## Stored data entries
◆ ◆ ◆ ◆

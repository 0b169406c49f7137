//! Catalog images.
//!
//! An image is a flat binary snapshot of every table, its rows and every
//! view. It lets a host keep the card's state across process restarts.
//!
//! # Format
//!
//! ```text
//! magic "SCQL" | version u8
//! table count u8
//!   Lp name | column count u8 | column count × Lp column
//!   row count u16 | row count × (row length u16, encoded row)
//! view count u8
//!   Lp name | Lp table name (length 0 when detached)
//!   index count u8 | index count × u8
//!   filter count u8 | filter count × (Lp column, operator u8, Lp operand)
//! ```
//!
//! `Lp` is a one-byte length followed by that many bytes. Multi-byte
//! integers are big-endian. Loading rebuilds the catalog through the same
//! validation as live commands, so an image can never hold more than the
//! configured limits allow.

use bytes::{Buf, BufMut, Bytes, BytesMut};
use tracing::debug;

use scql_common::config::Limits;
use scql_common::constants::{IMAGE_MAGIC, IMAGE_VERSION, MAX_LP_LENGTH};
use scql_common::error::{ScqlError, ScqlResult};
use scql_common::types::ObjectName;

use crate::catalog::Catalog;
use crate::predicate::{Filter, Operator};
use crate::view::View;

impl Catalog {
    /// Serializes the catalog into an image.
    pub fn to_image(&self) -> ScqlResult<Bytes> {
        let mut buf = BytesMut::with_capacity(256);
        buf.put_slice(&IMAGE_MAGIC);
        buf.put_u8(IMAGE_VERSION);

        put_count(&mut buf, self.table_count(), "tables")?;
        for (_, table) in self.tables() {
            put_lp(&mut buf, table.name())?;
            put_count(&mut buf, table.column_count(), "columns")?;
            for column in table.columns() {
                put_lp(&mut buf, column)?;
            }

            let rows = u16::try_from(table.row_count())
                .map_err(|_| ScqlError::corruption("too many rows for an image"))?;
            buf.put_u16(rows);
            for row in table.rows() {
                let len = u16::try_from(row.data.len())
                    .map_err(|_| ScqlError::corruption("row too long for an image"))?;
                buf.put_u16(len);
                buf.put_slice(&row.data);
            }
        }

        put_count(&mut buf, self.view_count(), "views")?;
        for (_, view) in self.views() {
            put_lp(&mut buf, view.name())?;
            match view.table() {
                Some(id) => put_lp(&mut buf, self.table(id)?.name())?,
                None => buf.put_u8(0),
            }

            put_count(&mut buf, view.column_count(), "view columns")?;
            for &index in view.column_indexes() {
                let index = u8::try_from(index)
                    .map_err(|_| ScqlError::corruption("column index too large"))?;
                buf.put_u8(index);
            }

            put_count(&mut buf, view.filters().len(), "filters")?;
            for filter in view.filters() {
                put_lp(&mut buf, filter.column())?;
                buf.put_u8(filter.operator().code());
                put_lp(&mut buf, filter.operand())?;
            }
        }

        debug!(
            tables = self.table_count(),
            views = self.view_count(),
            bytes = buf.len(),
            "catalog image written"
        );
        Ok(buf.freeze())
    }

    /// Rebuilds a catalog from an image, enforcing `limits`.
    pub fn from_image(bytes: &[u8], limits: Limits) -> ScqlResult<Self> {
        let mut reader = ImageReader::new(bytes);

        let magic = reader.take(IMAGE_MAGIC.len(), "magic")?;
        if magic != IMAGE_MAGIC {
            return Err(ScqlError::corruption("bad image magic"));
        }
        let version = reader.u8("version")?;
        if version != IMAGE_VERSION {
            return Err(ScqlError::corruption(format!(
                "unsupported image version {version}"
            )));
        }

        let mut catalog = Catalog::new(limits);

        let tables = reader.u8("table count")?;
        for _ in 0..tables {
            let name = reader.lp_name("table name")?;
            let column_count = reader.u8("column count")?;
            let columns = (0..column_count)
                .map(|_| reader.lp_name("column name"))
                .collect::<ScqlResult<Vec<_>>>()?;
            let id = catalog
                .create_table(name, columns)
                .map_err(|e| rejected("table", &e))?;

            let rows = reader.u16("row count")?;
            for _ in 0..rows {
                let len = usize::from(reader.u16("row length")?);
                let row = Bytes::copy_from_slice(reader.take(len, "row")?);
                catalog
                    .table_mut(id)?
                    .append(row)
                    .map_err(|e| rejected("row", &e))?;
            }
        }

        let views = reader.u8("view count")?;
        for _ in 0..views {
            let name = reader.lp_name("view name")?;
            let table_name = reader.lp("view table")?;

            let index_count = reader.u8("index count")?;
            let indexes = (0..index_count)
                .map(|_| reader.u8("column index").map(usize::from))
                .collect::<ScqlResult<Vec<_>>>()?;

            let filter_count = reader.u8("filter count")?;
            let mut filters = Vec::with_capacity(usize::from(filter_count));
            for _ in 0..filter_count {
                let column = reader.lp_name("filter column")?;
                let code = reader.u8("filter operator")?;
                let operand = Bytes::copy_from_slice(reader.lp("filter operand")?);
                let operator =
                    Operator::try_from(code).map_err(|e| rejected("filter", &e))?;
                filters.push(Filter::new(column, operator, operand));
            }

            restore_view(&mut catalog, name, table_name, indexes, filters)?;
        }

        if !reader.is_empty() {
            return Err(ScqlError::corruption(format!(
                "{} trailing bytes after image",
                reader.remaining()
            )));
        }

        debug!(
            tables = catalog.table_count(),
            views = catalog.view_count(),
            "catalog image loaded"
        );
        Ok(catalog)
    }
}

fn restore_view(
    catalog: &mut Catalog,
    name: ObjectName,
    table_name: &[u8],
    indexes: Vec<usize>,
    filters: Vec<Filter>,
) -> ScqlResult<()> {
    if table_name.is_empty() {
        if catalog.view_count() >= catalog.limits().max_views {
            return Err(ScqlError::corruption("image holds too many views"));
        }
        if name.is_empty() || catalog.contains_name(&name) {
            return Err(ScqlError::corruption(format!("invalid view name {name}")));
        }
        catalog.push_view(View::restore(name, None, indexes, filters));
        return Ok(());
    }

    let table_id = catalog
        .find_table(table_name)
        .map_err(|e| rejected("view", &e))?;
    let table = catalog.table(table_id)?;
    let column_names = indexes
        .iter()
        .map(|&index| {
            table.columns().get(index).cloned().ok_or_else(|| {
                ScqlError::corruption(format!("view {name} projects missing column {index}"))
            })
        })
        .collect::<ScqlResult<Vec<_>>>()?;

    catalog
        .create_view(name, table_name, &column_names, filters)
        .map_err(|e| rejected("view", &e))?;
    Ok(())
}

fn rejected(what: &str, err: &ScqlError) -> ScqlError {
    ScqlError::corruption(format!("image {what} rejected: {err}"))
}

fn put_lp(buf: &mut BytesMut, value: &[u8]) -> ScqlResult<()> {
    if value.len() > MAX_LP_LENGTH {
        return Err(ScqlError::corruption("value too long for a length prefix"));
    }
    buf.put_u8(value.len() as u8);
    buf.put_slice(value);
    Ok(())
}

fn put_count(buf: &mut BytesMut, count: usize, what: &str) -> ScqlResult<()> {
    let count =
        u8::try_from(count).map_err(|_| ScqlError::corruption(format!("too many {what}")))?;
    buf.put_u8(count);
    Ok(())
}

/// Bounds-checked reader over an image.
struct ImageReader<'a> {
    buf: &'a [u8],
}

impl<'a> ImageReader<'a> {
    fn new(buf: &'a [u8]) -> Self {
        Self { buf }
    }

    fn remaining(&self) -> usize {
        self.buf.remaining()
    }

    fn is_empty(&self) -> bool {
        self.buf.is_empty()
    }

    fn need(&self, len: usize, what: &str) -> ScqlResult<()> {
        if self.buf.remaining() < len {
            return Err(ScqlError::corruption(format!("image truncated in {what}")));
        }
        Ok(())
    }

    fn u8(&mut self, what: &str) -> ScqlResult<u8> {
        self.need(1, what)?;
        Ok(self.buf.get_u8())
    }

    fn u16(&mut self, what: &str) -> ScqlResult<u16> {
        self.need(2, what)?;
        Ok(self.buf.get_u16())
    }

    fn take(&mut self, len: usize, what: &str) -> ScqlResult<&'a [u8]> {
        self.need(len, what)?;
        let (head, tail) = self.buf.split_at(len);
        self.buf = tail;
        Ok(head)
    }

    fn lp(&mut self, what: &str) -> ScqlResult<&'a [u8]> {
        let len = usize::from(self.u8(what)?);
        self.take(len, what)
    }

    fn lp_name(&mut self, what: &str) -> ScqlResult<ObjectName> {
        self.lp(what).map(ObjectName::from_bytes)
    }
}

#[cfg(test)]
mod tests {
    use super::*;
    use crate::codec;
    use scql_common::error::FailureKind;
    use scql_common::types::ObjectId;

    fn names(values: &[&str]) -> Vec<ObjectName> {
        values.iter().map(|v| ObjectName::from(*v)).collect()
    }

    fn sample() -> Catalog {
        let mut catalog = Catalog::default();
        catalog
            .create_table(ObjectName::from("T"), names(&["a", "b"]))
            .unwrap();
        catalog
            .create_table(ObjectName::from("U"), names(&["k"]))
            .unwrap();
        for row in [["1", "x"], ["2", "y"]] {
            catalog
                .insert(b"T", codec::encode_row(row).unwrap())
                .unwrap();
        }
        catalog
            .create_view(
                ObjectName::from("V"),
                b"T",
                &names(&["b"]),
                vec![Filter::new("a", Operator::GreaterOrEqual, "2")],
            )
            .unwrap();
        catalog
            .create_view(ObjectName::from("W"), b"U", &[], Vec::new())
            .unwrap();
        catalog.drop_table(b"U").unwrap();
        catalog
    }

    #[test]
    fn test_image_restores_rows_and_views() {
        let catalog = sample();
        let image = catalog.to_image().unwrap();
        let restored = Catalog::from_image(&image, Limits::default()).unwrap();

        assert_eq!(restored.table_count(), 1);
        assert_eq!(restored.view_count(), 2);

        let view = restored.find_view(b"V").unwrap();
        let rows = restored.filter(ObjectId::View(view), &[]).unwrap();
        assert_eq!(rows.len(), 1);
        assert_eq!(rows[0].data, codec::encode_row(["y"]).unwrap());

        let detached = restored.find_view(b"W").unwrap();
        assert_eq!(restored.view(detached).unwrap().table(), None);

        assert_eq!(restored.to_image().unwrap(), image);
    }

    #[test]
    fn test_bad_magic() {
        let err = Catalog::from_image(b"NOPE\x01\x00\x00", Limits::default()).unwrap_err();
        assert_eq!(err.kind(), FailureKind::Storage);
    }

    #[test]
    fn test_truncated_image() {
        let image = sample().to_image().unwrap();
        for len in [3, 5, image.len() / 2, image.len() - 1] {
            let err = Catalog::from_image(&image[..len], Limits::default()).unwrap_err();
            assert!(matches!(err, ScqlError::Corruption { .. }), "len {len}");
        }
    }

    #[test]
    fn test_limits_rechecked_on_load() {
        let image = sample().to_image().unwrap();
        let tight = Limits {
            max_rows: 1,
            ..Limits::default()
        };
        let err = Catalog::from_image(&image, tight).unwrap_err();
        assert!(matches!(err, ScqlError::Corruption { .. }));
    }
}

◆ ◆ ◆ ◆

## Exercise requirements
Say only how many lines among the entries above contain the string "long".

## Problem solution
2